Charlie Sheen–a trainwreck in progress.
Charlie plays Charlie: the Misadventures of Charlie Sheen
“How can you live with yourself, you horrible evil man?”
“He drinks.”
In a 2008 episode of “Two and a Half Men” (“A Jock Strap in Hell”), one of Charlie’s many jilted ex-lovers, Delores Pasternak (played by Alicia Witt) asked Charlie Harper/Charlie Sheen how he could live with himself after he dumped her years earlier. Charlie’s teenage nephew, Jake, tells us all we need to know: “he drinks,” by which he obviously means “he drinks alcoholically.” Alcoholism causes euphoric recall, which makes Charlie/Charlie view everything he does through self-favoring lenses—meaning he doesn’t (and can’t) remember anything he did as horrible and evil. Yet, as your classic Don Juan type alcoholic, he is horrible in his own self-satisfying way, even if the writers make us laugh at almost every line in one of TV’s great portrayals of alcoholism.

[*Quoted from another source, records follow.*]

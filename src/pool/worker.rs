use crate::config::GeneratorConfig;
use crate::generator::{render_table, TableOutput};
use crate::model::TableRegistry;
use crate::pool::types::RenderJob;
use crossbeam_channel::{Receiver, Sender};

/// The worker thread entrypoint: render tables until the job channel closes.
pub fn run_worker_loop(
    id: usize,
    rx: Receiver<RenderJob>,
    tx: Sender<TableOutput>,
    registry: &TableRegistry,
    config: &GeneratorConfig,
) {
    let mut rendered = 0usize;
    while let Ok(job) = rx.recv() {
        let Some(table) = registry.tables().get(job.position) else {
            log::error!("Worker {} received unknown table position {}", id, job.position);
            continue;
        };
        let output = render_table(job.position, table, registry, config);
        if tx.send(output).is_err() {
            log::error!("Worker {} lost its result channel", id);
            break;
        }
        rendered += 1;
    }
    log::debug!("Worker {} finished after {} table(s)", id, rendered);
}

Unfortunately, the actor, Charlie Sheen, is hardly acting while earning $1.8 million per episode. Charlie Sheen, son of the long-time recovering alcoholic actor Martin Sheen, has–and has had for years–a messy personal life. In 1990, Sheen accidentally shot his then-fiancee, Kelly Preston. He was named as a regular customer of Heidi Fleiss, who ran brothels in the early 1990s. He has been involved with at least two porn stars. Sheen overdosed on cocaine in 1998 and, in a classic case of disenabling, his father reported him to authorities for violating parole. Charlie married actress Denise Richards in 2002 who, while pregnant with their second daughter in 2005, filed for divorce, accusing him of threatening her with violence.
In 2008 Sheen married former actress (now real estate agent) Brooke Mueller, with whom he had twins in 2009. Later that year–specifically, Eggnog (Christmas) Day–Sheen was arrested on charges of domestic violence against Mueller. He pleaded guilty to a misdemeanor and was sentenced to 30 days in rehab, 30 days of probation and 36 hours of anger management classes. He was not required, as one would think the judge might do if he or she wanted to increase the odds of Sheen’s behaviors improving on a more permanent basis, to wear an ankle monitoring device designed to continuously test for alcohol in his system.
The latest of Sheen’s escapades–and bear in mind that in the life history of an addict only a tiny fraction of the fun stuff ever makes it into the public eye–is having been found drunk and naked in The Plaza Hotel by the New York Police Department, after having (allegedly) “trashed” his room. According to reports, he accused the woman in his room—said to be a prostitute—of having stolen his wallet. When the woman denied it he reportedly flew into a rage, and she called security as she locked herself in the bathroom. According to police, he was so “intoxicated, irrational…incoherent…[and] emotionally disturbed” he was given the option of hospitalization or jail and wisely chose the first.
According to Charlie’s chief enabler, publicist Stan Rosenfield, the actor was hospitalized after suffering an “allergic reaction” to medication. I think it’s safe to go out on a limb and suggest the odds that Sheen’s long-standing alcoholism isn’t at the root of the behaviors are somewhere between nil and none.
Sheen’s life, like that of his alter-ego Charlie Harper, is best explained by unchecked alcoholism, which left untreated will end in tragedy. Judge Marsha Revel, before removing herself from the Lindsay Lohan case, did the right thing by offering Lohan tough love, the only kind of love appropriate when dealing with an addict. I suspect a Judge Revel could save Charlie Sheen.
However, so strong was my sense that his father’s legal intervention would keep him clean, I wrote about it as an intervention that “worked” in Alcoholism Myths and Realities: Removing the Stigma of Society’s Most Destructive Disease. I was wrong; Charlie needs more. I’ve long advocated video-taping addicts when committing vile acts and showing the results during an intervention. There may be tapes of Charlie’s antics at the Plaza Hotel. I’m afraid his enabling handlers may not even let him see the tapes. However, if they did—and even better, if released to the public—they could create a bottom that will never be forgotten and even serve as a lesson for Charlie-wannabe’s.